Henry Jackson Thomas (born September 9, 1971) is an American actor. He began his career as a child actor and had a lead role in the film E.T. the Extra-Terrestrial (1982), for which he won a Young Artist Award and received Golden Globe Award, BAFTA Award, and Saturn Award nominations. Thomas also had roles in Cloak & Dagger (1984), Fire in the Sky (1993), Legends of the Fall (1994), Suicide Kings (1997), All the Pretty Horses (2000), Gangs of New York (2002), 11:14 (2003), and Dear John (2010). Thomas was nominated for the Golden Globe Award for Best Supporting Actor – Series, Miniseries or Television Film for his role in the television film Indictment: The McMartin Trial (1997).

More recently, Thomas collaborated with filmmaker Mike Flanagan, appearing in the films Ouija: Origin of Evil (2016), Gerald's Game (2017) and Doctor Sleep (2019) as well as the television series The Haunting of Hill House (2018) and its follow-up series The Haunting of Bly Manor (2020), the former of which earned him a Saturn Award. In 2021, he had a main role in Flanagan's horror series Midnight Mass.

Early life 
Thomas was born in San Antonio, Texas. He attended East Central High School and Blinn College.

Career

Acting 
Thomas struggled with the popularity he gained in the months following the release of E.T. the Extra-Terrestrial. In November 2019, Thomas reprised his role as Elliott for an Xfinity & Sky UK commercial, in which E.T. returns to visit a now-adult Elliott and his family for the holidays.

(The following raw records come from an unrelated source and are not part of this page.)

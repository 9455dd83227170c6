//! Storage seam for the catalog.
//!
//! The core talks to persistence exclusively through this trait; the
//! shipping implementation is `nodupe-catalog-redb`. Implementations
//! guarantee serializable reads within a query, snapshot isolation between
//! readers and the single writer, and durable commits.

use std::path::{Path, PathBuf};

use crate::error::Result;
use crate::hash::HashAlgo;
use crate::types::{
    CatalogStatistics, CompactReport, EmbeddingId, EmbeddingRecord, FileId, FileRecord, Plan,
    PlanId, RootId, ScanCheckpoint, Transaction, TxnEntry, TxnId, TxnState,
};

/// A size bucket: every file id sharing one size.
pub type SizeBucket = (u64, Vec<FileId>);

/// A hash bucket: `(full_hash, size, members)` for one content class.
pub type HashBucket = (Vec<u8>, u64, Vec<FileId>);

/// ACID catalog operations.
pub trait Catalog: Send + Sync {
    // ========== Roots and epochs ==========

    /// Intern a root path, returning its stable id.
    fn intern_root(&self, path: &Path) -> Result<RootId>;

    fn root_path(&self, root_id: RootId) -> Result<Option<PathBuf>>;

    fn list_roots(&self) -> Result<Vec<(RootId, PathBuf)>>;

    /// Current scan epoch.
    fn epoch(&self) -> Result<u64>;

    /// Increment and return the new scan epoch.
    fn begin_epoch(&self) -> Result<u64>;

    // ========== File records ==========

    /// Insert or update one record by `(root_id, relative_path)`. A zero
    /// `file_id` on insert is replaced by a fresh surrogate; the assigned
    /// id is returned.
    fn upsert_file(&self, record: &FileRecord) -> Result<FileId>;

    /// Batch upsert inside a single write transaction; visibility is
    /// all-or-nothing.
    fn upsert_files(&self, records: &[FileRecord]) -> Result<Vec<FileId>>;

    fn get_file(&self, file_id: FileId) -> Result<Option<FileRecord>>;

    fn find_by_key(&self, root_id: RootId, relative_path: &str) -> Result<Option<FileRecord>>;

    /// Every record, optionally restricted to one root.
    fn list_files(&self, root_id: Option<RootId>) -> Result<Vec<FileRecord>>;

    /// Size buckets with at least `min_bucket_size` present members.
    fn iter_size_buckets(&self, min_bucket_size: usize) -> Result<Vec<SizeBucket>>;

    /// Content classes `(full_hash, size)` for one algorithm with at least
    /// `min_bucket_size` present members.
    fn iter_hash_buckets(&self, hash_algo: HashAlgo, min_bucket_size: usize)
    -> Result<Vec<HashBucket>>;

    /// Mark records under `root_id` not seen by `epoch` as missing.
    /// Returns how many rows changed.
    fn mark_missing(&self, root_id: RootId, epoch: u64) -> Result<u64>;

    // ========== Embeddings ==========

    /// Insert an L2-normalized copy of `vector` and return its id.
    fn insert_embedding(&self, vector: &[f32], model_id: &str) -> Result<EmbeddingId>;

    fn get_embedding(&self, embedding_id: EmbeddingId) -> Result<Option<EmbeddingRecord>>;

    /// Every stored embedding id and vector, for building the similarity
    /// index.
    fn list_embeddings(&self) -> Result<Vec<(EmbeddingId, Vec<f32>)>>;

    // ========== Plans ==========

    fn store_plan(&self, plan: &Plan) -> Result<()>;

    fn get_plan(&self, plan_id: PlanId) -> Result<Option<Plan>>;

    // ========== Transaction log ==========

    /// Open a transaction for a plan. Fails with `TransactionAlreadyOpen`
    /// while any other transaction is non-terminal.
    fn begin_txn(&self, plan_id: PlanId) -> Result<TxnId>;

    fn append_txn_entry(&self, entry: &TxnEntry) -> Result<()>;

    /// Update the outcome of an already-appended entry.
    fn set_txn_entry_state(
        &self,
        txn_id: TxnId,
        seq: u32,
        post_state: crate::types::PostState,
        error_code: Option<String>,
    ) -> Result<()>;

    /// Move a transaction to a terminal state.
    fn finalize_txn(&self, txn_id: TxnId, state: TxnState) -> Result<()>;

    fn get_txn(&self, txn_id: TxnId) -> Result<Option<Transaction>>;

    /// Entries of a transaction in ascending `seq`.
    fn txn_entries(&self, txn_id: TxnId) -> Result<Vec<TxnEntry>>;

    fn list_txns(&self, state_filter: Option<TxnState>) -> Result<Vec<Transaction>>;

    // ========== Snapshot refcounts ==========

    /// Adjust the refcount for a snapshot object by `delta`; returns the
    /// new count. Never drops below zero.
    fn snapshot_ref(&self, content_hash: &str, delta: i64) -> Result<u64>;

    fn snapshot_refcount(&self, content_hash: &str) -> Result<u64>;

    /// Hex hashes of every snapshot object referenced by any non-terminal
    /// transaction. These are never garbage-collected.
    fn pinned_snapshots(&self) -> Result<Vec<String>>;

    /// Terminal, not-yet-reclaimed transactions eligible for snapshot GC:
    /// finished before `cutoff`, excluding the newest `keep_latest`.
    fn list_reclaimable_txns(
        &self,
        cutoff: chrono::DateTime<chrono::Utc>,
        keep_latest: u32,
    ) -> Result<Vec<TxnId>>;

    /// Record that snapshot GC has released a transaction's pre-images.
    fn mark_reclaimed(&self, txn_id: TxnId) -> Result<()>;

    // ========== Checkpoints ==========

    fn save_checkpoint(&self, checkpoint: &ScanCheckpoint) -> Result<()>;

    fn load_checkpoint(&self, root_id: RootId) -> Result<Option<ScanCheckpoint>>;

    fn clear_checkpoint(&self, root_id: RootId) -> Result<()>;

    // ========== Maintenance ==========

    /// Remove `missing` records older than `older_than_epochs` and
    /// embeddings whose refcount dropped to zero.
    fn compact(&self, older_than_epochs: u64) -> Result<CompactReport>;

    fn statistics(&self) -> Result<CatalogStatistics>;
}
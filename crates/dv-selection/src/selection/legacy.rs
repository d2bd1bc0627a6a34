//! Selection shapes kept for the single-detail lookup path

use serde::{Deserialize, Serialize};

use super::EventId;
use crate::time::{Duration, Time};

/// Which details panel renders a generic slice, plus its settings
#[derive(Debug, Clone, PartialEq, Serialize, Deserialize)]
pub struct DetailsPanelConfig {
    pub kind: String,
    pub config: serde_json::Value,
}

/// A slice from an arbitrary SQL table, carrying its own bounds
#[derive(Debug, Clone, PartialEq, Serialize, Deserialize)]
pub struct GenericSliceSelection {
    pub id: EventId,
    pub sql_table_name: String,
    pub start: Time,
    pub duration: Duration,
    pub track_uri: String,
    pub details_panel: DetailsPanelConfig,
}

/// Historical selection shapes, each resolved through the details backend
#[derive(Debug, Clone, PartialEq, Serialize, Deserialize)]
pub enum LegacySelection {
    Slice {
        id: EventId,
        track_uri: Option<String>,
    },
    SchedSlice {
        id: EventId,
        track_uri: Option<String>,
    },
    ThreadState {
        id: EventId,
        track_uri: Option<String>,
    },
    Log {
        id: EventId,
        track_uri: Option<String>,
    },
    GenericSlice(GenericSliceSelection),
}

impl LegacySelection {
    pub fn id(&self) -> EventId {
        match self {
            LegacySelection::Slice { id, .. }
            | LegacySelection::SchedSlice { id, .. }
            | LegacySelection::ThreadState { id, .. }
            | LegacySelection::Log { id, .. } => *id,
            LegacySelection::GenericSlice(slice) => slice.id,
        }
    }

    /// Track the selected object lives on, if known
    pub fn track_uri(&self) -> Option<&str> {
        match self {
            LegacySelection::Slice { track_uri, .. }
            | LegacySelection::SchedSlice { track_uri, .. }
            | LegacySelection::ThreadState { track_uri, .. }
            | LegacySelection::Log { track_uri, .. } => track_uri.as_deref(),
            LegacySelection::GenericSlice(slice) => Some(slice.track_uri.as_str()),
        }
    }

    pub fn kind_name(&self) -> &'static str {
        match self {
            LegacySelection::Slice { .. } => "SLICE",
            LegacySelection::SchedSlice { .. } => "SCHED_SLICE",
            LegacySelection::ThreadState { .. } => "THREAD_STATE",
            LegacySelection::Log { .. } => "LOG",
            LegacySelection::GenericSlice(_) => "GENERIC_SLICE",
        }
    }
}

/// Rich data queried for a legacy selection
///
/// A missing `ts` or `dur` means the bounds are unknown, which is not the
/// same thing as a zero-length event.
#[derive(Debug, Clone, Default, PartialEq, Serialize, Deserialize)]
pub struct ResolvedDetails {
    pub ts: Option<Time>,
    pub dur: Option<Duration>,
    /// Used to draw the wakeup arrow for scheduling slices
    pub wakeup_ts: Option<Time>,
    pub waker_cpu: Option<u32>,
}
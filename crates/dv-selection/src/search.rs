//! Selecting search hits

use crate::context::{ScrollRequest, TrackScroll};
use crate::manager::SelectionManager;
use crate::selection::{EventId, LegacySelection, SelectionOpts};

/// Which index a search hit came from
#[derive(Debug, Clone, Copy, PartialEq, Eq)]
pub enum SearchSource {
    /// The track name matched
    Track,
    /// A scheduling slice matched
    Cpu,
    Log,
    Slice,
}

#[derive(Debug, Clone, PartialEq, Eq)]
pub struct SearchResult {
    pub source: SearchSource,
    pub event_id: Option<EventId>,
    pub track_uri: String,
}

impl SelectionManager {
    /// Select (or, for track hits, just reveal) a search hit
    pub fn select_search_result(&self, result: &SearchResult) {
        let Some(event_id) = result.event_id else {
            return;
        };

        let from_search = SelectionOpts {
            clear_search: false,
            pending_scroll_id: Some(event_id),
            switch_to_current_selection_tab: true,
        };

        match result.source {
            SearchSource::Track => {
                self.inner.ctx.scroll.scroll_to(ScrollRequest {
                    time: None,
                    track: Some(TrackScroll {
                        uri: result.track_uri.clone(),
                        expand_group: true,
                    }),
                });
            }
            SearchSource::Cpu => self.select_sql_event("sched_slice", event_id, from_search),
            SearchSource::Slice => self.select_sql_event("slice", event_id, from_search),
            SearchSource::Log => self.select_legacy(
                LegacySelection::Log {
                    id: event_id,
                    track_uri: Some(result.track_uri.clone()),
                },
                SelectionOpts {
                    pending_scroll_id: None,
                    ..from_search
                },
            ),
        }
    }
}
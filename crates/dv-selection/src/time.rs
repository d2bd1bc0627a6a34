//! Timestamps and spans on the trace timeline

use serde::{Deserialize, Serialize};

/// A point on the timeline, in trace duration units
pub type Time = i64;

/// A length of time, in trace duration units
///
/// `-1` is reserved for events that never finished.
pub type Duration = i64;

/// Duration value marking an event that has no recorded end
pub const INCOMPLETE_DURATION: Duration = -1;

/// A half-open `[start, end)` range of the timeline
#[derive(Debug, Clone, Copy, PartialEq, Eq, Hash, Serialize, Deserialize)]
pub struct TimeSpan {
    pub start: Time,
    pub end: Time,
}

impl TimeSpan {
    /// Sentinel timestamp used by [`TimeSpan::INVALID`]
    pub const INVALID_TIME: Time = i64::MIN;

    /// Span whose bounds are both [`TimeSpan::INVALID_TIME`]
    pub const INVALID: TimeSpan = TimeSpan {
        start: Self::INVALID_TIME,
        end: Self::INVALID_TIME,
    };

    pub fn new(start: Time, end: Time) -> Self {
        Self { start, end }
    }

    /// Build the span starting at `start` and lasting `duration`
    pub fn from_time_and_duration(start: Time, duration: Duration) -> Self {
        Self {
            start,
            end: start.saturating_add(duration),
        }
    }

    pub fn duration(&self) -> Duration {
        self.end.saturating_sub(self.start)
    }

    pub fn is_valid(&self) -> bool {
        self.start != Self::INVALID_TIME && self.end != Self::INVALID_TIME
    }
}
//! Debounced resolution of selection details
//!
//! Switching selection must not flash an empty details panel. Three cases:
//! 1. The backend answers within the grace period: the old details are
//!    swapped for the new ones in one step and the grace timer is cancelled.
//! 2. The backend takes longer: the grace timer clears the old details, and
//!    the new ones are installed once they arrive.
//! 3. The backend finds nothing (or fails): the details are cleared.
//!
//! Results for a superseded generation are dropped on arrival. In-flight
//! queries are never aborted.

use std::sync::Arc;

use futures::FutureExt;
use tokio::task::AbortHandle;

use crate::manager::Inner;
use crate::selection::{LegacySelection, Selection};

impl Inner {
    pub(crate) fn start_resolution(self: &Arc<Self>, generation: u64, selection: &Selection) {
        // A listener may have reselected from inside its callback
        if self.generation() != generation {
            tracing::trace!(generation, "selection superseded before resolution started");
            return;
        }

        match selection {
            Selection::Area(area) => self
                .aggregation
                .aggregate_area(area.clone(), &self.ctx.runtime_handle),
            _ => self.aggregation.clear(),
        }

        let grace_timer = self.spawn_grace_timer(generation);

        let Some(legacy) = selection.to_legacy().cloned() else {
            return;
        };

        let inner = self.clone();
        self.limiter.schedule(
            async move {
                inner.resolve_details(generation, legacy, grace_timer).await;
            }
            .boxed(),
        );
    }

    fn spawn_grace_timer(self: &Arc<Self>, generation: u64) -> AbortHandle {
        let inner = self.clone();
        let grace_period = self.config.grace_period();

        self.ctx
            .runtime_handle
            .spawn(async move {
                tokio::time::sleep(grace_period).await;
                {
                    let mut state = inner.state.lock();
                    if state.generation != generation {
                        return;
                    }
                    state.details = None;
                }
                tracing::trace!(generation, "grace period elapsed; cleared details");
                inner.ctx.redraw.schedule_full_redraw();
            })
            .abort_handle()
    }

    async fn resolve_details(
        self: Arc<Self>,
        generation: u64,
        legacy: LegacySelection,
        grace_timer: AbortHandle,
    ) {
        let details = match self.ctx.backend.resolve_legacy_selection(&legacy).await {
            Ok(details) => details,
            Err(err) => {
                tracing::warn!(
                    kind = legacy.kind_name(),
                    id = legacy.id(),
                    error = %err,
                    "failed to resolve selection details"
                );
                None
            }
        };

        self.ctx.redraw.schedule_full_redraw();
        grace_timer.abort();

        let scroll_now = {
            let mut state = self.state.lock();
            state.details = None;
            let Some(details) = details else {
                return;
            };
            if state.generation != generation {
                tracing::trace!(generation, live = state.generation, "dropping stale details");
                return;
            }
            state.details = Some(details);

            if state.pending_scroll_id == Some(legacy.id()) {
                state.pending_scroll_id = None;
                true
            } else {
                false
            }
        };

        if scroll_now {
            self.scroll_to_current_selection();
        }
    }
}
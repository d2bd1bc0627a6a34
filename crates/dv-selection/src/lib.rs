//! Selection tracking and resolution for the data visualization platform
//!
//! This crate keeps track of what is currently selected on the timeline and
//! resolves that lightweight locator into rich details in the background,
//! without showing stale details and without flicker on rapid reselection.

pub mod aggregation;
pub mod config;
pub mod context;
pub mod limiter;
pub mod memory;
pub mod notes;
pub mod resolver;
pub mod scroll;
pub mod search;
pub mod selection;
pub mod time;

mod manager;
mod pipeline;

#[cfg(test)]
mod testing;

use thiserror::Error;

// Re-export commonly used types
pub use aggregation::{AggregationManager, AreaAggregator, AreaSummary};
pub use config::SelectionConfig;
pub use context::{
    DetailsBackend, EventBounds, NoteStore, RedrawScheduler, ScrollHelper, ScrollRequest,
    SelectionContext, SelectionListener, TrackCatalog, TrackScroll,
};
pub use manager::SelectionManager;
pub use resolver::{resolver_from_fn, SelectionResolver};
pub use search::{SearchResult, SearchSource};
pub use selection::{
    Area, AreaSelection, DetailsPanelConfig, EventId, GenericSliceSelection, LegacySelection,
    ResolvedDetails, Selection, SelectionOpts, TrackDescriptor,
};
pub use time::{Duration, Time, TimeSpan};

/// Errors that can occur in selection operations
#[derive(Error, Debug)]
pub enum SelectionError {
    #[error("invalid area: start {start} is after end {end}")]
    InvalidArea { start: Time, end: Time },

    #[error("invalid selection config: {0}")]
    InvalidConfig(String),

    #[error("failed to parse selection config: {0}")]
    Config(#[from] serde_json::Error),
}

Since 2016, Thomas has worked frequently with filmmaker Mike Flanagan, appearing in his films Ouija: Origin of Evil, Gerald's Game and Doctor Sleep, as well as in the Netflix horror series The Haunting of Hill House, which Flanagan created and directed. Thomas also has a role in Flanagan's follow up to The Haunting of Hill House, The Haunting of Bly Manor, and Flanagan's mini-series Midnight Mass.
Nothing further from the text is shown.